The records below are to be transcribed exactly as they appear.
-- -- --
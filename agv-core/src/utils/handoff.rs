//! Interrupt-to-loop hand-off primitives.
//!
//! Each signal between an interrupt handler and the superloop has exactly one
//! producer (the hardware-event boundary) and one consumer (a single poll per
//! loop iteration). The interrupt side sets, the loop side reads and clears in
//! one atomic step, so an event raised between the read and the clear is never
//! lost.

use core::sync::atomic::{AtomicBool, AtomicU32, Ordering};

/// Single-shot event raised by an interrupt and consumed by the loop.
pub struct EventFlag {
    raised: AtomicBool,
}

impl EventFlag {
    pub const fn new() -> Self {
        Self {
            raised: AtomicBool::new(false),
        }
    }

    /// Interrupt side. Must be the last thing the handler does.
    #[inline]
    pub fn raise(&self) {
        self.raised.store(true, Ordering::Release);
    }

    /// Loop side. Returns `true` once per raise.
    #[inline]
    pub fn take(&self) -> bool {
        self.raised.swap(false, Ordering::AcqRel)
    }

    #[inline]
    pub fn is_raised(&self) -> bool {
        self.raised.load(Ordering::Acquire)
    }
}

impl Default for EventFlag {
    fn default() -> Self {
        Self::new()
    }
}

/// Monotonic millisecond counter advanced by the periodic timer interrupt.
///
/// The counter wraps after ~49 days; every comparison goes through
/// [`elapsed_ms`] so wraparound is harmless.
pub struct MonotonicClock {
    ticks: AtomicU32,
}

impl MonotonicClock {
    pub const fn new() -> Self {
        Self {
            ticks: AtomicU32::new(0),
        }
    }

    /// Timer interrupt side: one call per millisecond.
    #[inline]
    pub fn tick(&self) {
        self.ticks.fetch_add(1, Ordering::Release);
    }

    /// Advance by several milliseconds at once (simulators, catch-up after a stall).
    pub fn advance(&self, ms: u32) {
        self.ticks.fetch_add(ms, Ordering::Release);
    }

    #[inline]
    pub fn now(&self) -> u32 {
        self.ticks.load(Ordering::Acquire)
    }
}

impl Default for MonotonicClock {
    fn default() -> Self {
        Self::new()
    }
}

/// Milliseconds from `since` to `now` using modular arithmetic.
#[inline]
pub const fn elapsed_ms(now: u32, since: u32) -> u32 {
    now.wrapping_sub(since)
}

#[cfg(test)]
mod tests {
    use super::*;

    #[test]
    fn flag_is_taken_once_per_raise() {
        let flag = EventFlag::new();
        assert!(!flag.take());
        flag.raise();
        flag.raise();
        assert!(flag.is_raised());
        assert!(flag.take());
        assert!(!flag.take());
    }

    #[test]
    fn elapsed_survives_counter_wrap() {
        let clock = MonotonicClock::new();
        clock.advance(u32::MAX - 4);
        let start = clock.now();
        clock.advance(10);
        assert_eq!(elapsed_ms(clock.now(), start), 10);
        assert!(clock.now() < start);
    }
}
-- -- --
The answer
filename agv-core/src/utils/handoff.rs
//! Interrupt-to-loop hand-off primitives.
//!
//! Each signal between an interrupt handler and the superloop has exactly one
//! producer (the hardware-event boundary) and one consumer (a single poll per
//! loop iteration). The interrupt side sets, the loop side reads and clears in
//! one atomic step, so an event raised between the read and the clear is never
//! lost.

use core::sync::atomic::{AtomicBool, AtomicU32, Ordering};

/// Single-shot event raised by an interrupt and consumed by the loop.
pub struct EventFlag {
    raised: AtomicBool,
}

impl EventFlag {
    pub const fn new() -> Self {
        Self {
            raised: AtomicBool::new(false),
        }
    }

    /// Interrupt side. Must be the last thing the handler does.
    #[inline]
    pub fn raise(&self) {
        self.raised.store(true, Ordering::Release);
    }

    /// Loop side. Returns `true` once per raise.
    #[inline]
    pub fn take(&self) -> bool {
        self.raised.swap(false, Ordering::AcqRel)
    }

    #[inline]
    pub fn is_raised(&self) -> bool {
        self.raised.load(Ordering::Acquire)
    }
}

impl Default for EventFlag {
    fn default() -> Self {
        Self::new()
    }
}

/// Monotonic millisecond counter advanced by the periodic timer interrupt.
///
/// The counter wraps after ~49 days; every comparison goes through
/// [`elapsed_ms`] so wraparound is harmless.
pub struct MonotonicClock {
    ticks: AtomicU32,
}

impl MonotonicClock {
    pub const fn new() -> Self {
        Self {
            ticks: AtomicU32::new(0),
        }
    }

    /// Timer interrupt side: one call per millisecond.
    #[inline]
    pub fn tick(&self) {
        self.ticks.fetch_add(1, Ordering::Release);
    }

    /// Advance by several milliseconds at once (simulators, catch-up after a stall).
    pub fn advance(&self, ms: u32) {
        self.ticks.fetch_add(ms, Ordering::Release);
    }

    #[inline]
    pub fn now(&self) -> u32 {
        self.ticks.load(Ordering::Acquire)
    }
}

impl Default for MonotonicClock {
    fn default() -> Self {
        Self::new()
    }
}

/// Milliseconds from `since` to `now` using modular arithmetic.
#[inline]
pub const fn elapsed_ms(now: u32, since: u32) -> u32 {
    now.wrapping_sub(since)
}

#[cfg(test)]
mod tests {
    use super::*;

    #[test]
    fn flag_is_taken_once_per_raise() {
        let flag = EventFlag::new();
        assert!(!flag.take());
        flag.raise();
        flag.raise();
        assert!(flag.is_raised());
        assert!(flag.take());
        assert!(!flag.take());
    }

    #[test]
    fn elapsed_survives_counter_wrap() {
        let clock = MonotonicClock::new();
        clock.advance(u32::MAX - 4);
        let start = clock.now();
        clock.advance(10);
        assert_eq!(elapsed_ms(clock.now(), start), 10);
        assert!(clock.now() < start);
    }
}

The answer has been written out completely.